HOW TO COMPLETE THIS TASK: An exact transcription of every record is needed.

EXCERPTED DATA section start

use anyhow::Result;
use clap::Parser;
use pulse_guard::audio::list_input_devices;
use pulse_guard::{activity_log, Config};
use std::path::PathBuf;
use tracing::{error, info};

/// Vital-sign anomaly escalation with a voice check-in
#[derive(Parser, Debug)]
#[command(author, version, about, long_about = None)]
struct Args {
    /// Path to the config file (defaults to ~/.pulseguard/config.json)
    #[arg(short, long)]
    config: Option<PathBuf>,

    /// Port for the measurement feed
    #[arg(long)]
    ingest_port: Option<u16>,

    /// Port for the HTTP status surface
    #[arg(long)]
    http_port: Option<u16>,

    /// List available input devices and exit
    #[arg(long)]
    list_devices: bool,

    /// Write the default config to the config path and exit
    #[arg(long)]
    write_default_config: bool,

    /// Enable verbose logging
    #[arg(short, long)]
    verbose: bool,
}

#[tokio::main]
async fn main() -> Result<()> {
    let args = Args::parse();

    activity_log::init_logging(&Config::log_dir()?, args.verbose)?;

    if args.list_devices {
        return list_devices_and_exit();
    }

    if args.write_default_config {
        let path = match &args.config {
            Some(path) => path.clone(),
            None => Config::config_path()?,
        };
        Config::default().save_to(&path)?;
        println!("Wrote default config to {}", path.display());
        return Ok(());
    }

    let mut config = Config::load_or_default(args.config.as_deref());
    if let Some(port) = args.ingest_port {
        config.network.ingest_port = port;
    }
    if let Some(port) = args.http_port {
        config.network.http_port = port;
    }

    info!(
        "Thresholds: HR {}-{} bpm, BR {}-{} /min, {}s sustained, {}s cooldown",
        config.thresholds.pulse_min,
        config.thresholds.pulse_max,
        config.thresholds.breathing_min,
        config.thresholds.breathing_max,
        config.thresholds.abnormal_duration_secs,
        config.thresholds.alert_cooldown_secs
    );

    pulse_guard::run(config).await
}

fn list_devices_and_exit() -> Result<()> {
    println!("Available input devices:\n");

    match list_input_devices() {
        Ok(devices) => {
            if devices.is_empty() {
                println!("  No input devices found.");
            } else {
                for device in devices {
                    let default_marker = if device.is_default { " (default)" } else { "" };
                    println!("  - {}{}", device.name, default_marker);
                }
            }
        }
        Err(e) => {
            error!("Failed to list devices: {}", e);
            println!("  Error: {}", e);
        }
    }

    Ok(())
}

EXCERPTED DATA section end

RESULT OF THIS EXERCISE:
use anyhow::Result;
use clap::Parser;
use pulse_guard::audio::list_input_devices;
use pulse_guard::{activity_log, Config};
use std::path::PathBuf;
use tracing::{error, info};

/// Vital-sign anomaly escalation with a voice check-in
#[derive(Parser, Debug)]
#[command(author, version, about, long_about = None)]
struct Args {
    /// Path to the config file (defaults to ~/.pulseguard/config.json)
    #[arg(short, long)]
    config: Option<PathBuf>,

    /// Port for the measurement feed
    #[arg(long)]
    ingest_port: Option<u16>,

    /// Port for the HTTP status surface
    #[arg(long)]
    http_port: Option<u16>,

    /// List available input devices and exit
    #[arg(long)]
    list_devices: bool,

    /// Write the default config to the config path and exit
    #[arg(long)]
    write_default_config: bool,

    /// Enable verbose logging
    #[arg(short, long)]
    verbose: bool,
}

#[tokio::main]
async fn main() -> Result<()> {
    let args = Args::parse();

    activity_log::init_logging(&Config::log_dir()?, args.verbose)?;

    if args.list_devices {
        return list_devices_and_exit();
    }

    if args.write_default_config {
        let path = match &args.config {
            Some(path) => path.clone(),
            None => Config::config_path()?,
        };
        Config::default().save_to(&path)?;
        println!("Wrote default config to {}", path.display());
        return Ok(());
    }

    let mut config = Config::load_or_default(args.config.as_deref());
    if let Some(port) = args.ingest_port {
        config.network.ingest_port = port;
    }
    if let Some(port) = args.http_port {
        config.network.http_port = port;
    }

    info!(
        "Thresholds: HR {}-{} bpm, BR {}-{} /min, {}s sustained, {}s cooldown",
        config.thresholds.pulse_min,
        config.thresholds.pulse_max,
        config.thresholds.breathing_min,
        config.thresholds.breathing_max,
        config.thresholds.abnormal_duration_secs,
        config.thresholds.alert_cooldown_secs
    );

    pulse_guard::run(config).await
}

fn list_devices_and_exit() -> Result<()> {
    println!("Available input devices:\n");

    match list_input_devices() {
        Ok(devices) => {
            if devices.is_empty() {
                println!("  No input devices found.");
            } else {
                for device in devices {
                    let default_marker = if device.is_default { " (default)" } else { "" };
                    println!("  - {}{}", device.name, default_marker);
                }
            }
        }
        Err(e) => {
            error!("Failed to list devices: {}", e);
            println!("  Error: {}", e);
        }
    }

    Ok(())
}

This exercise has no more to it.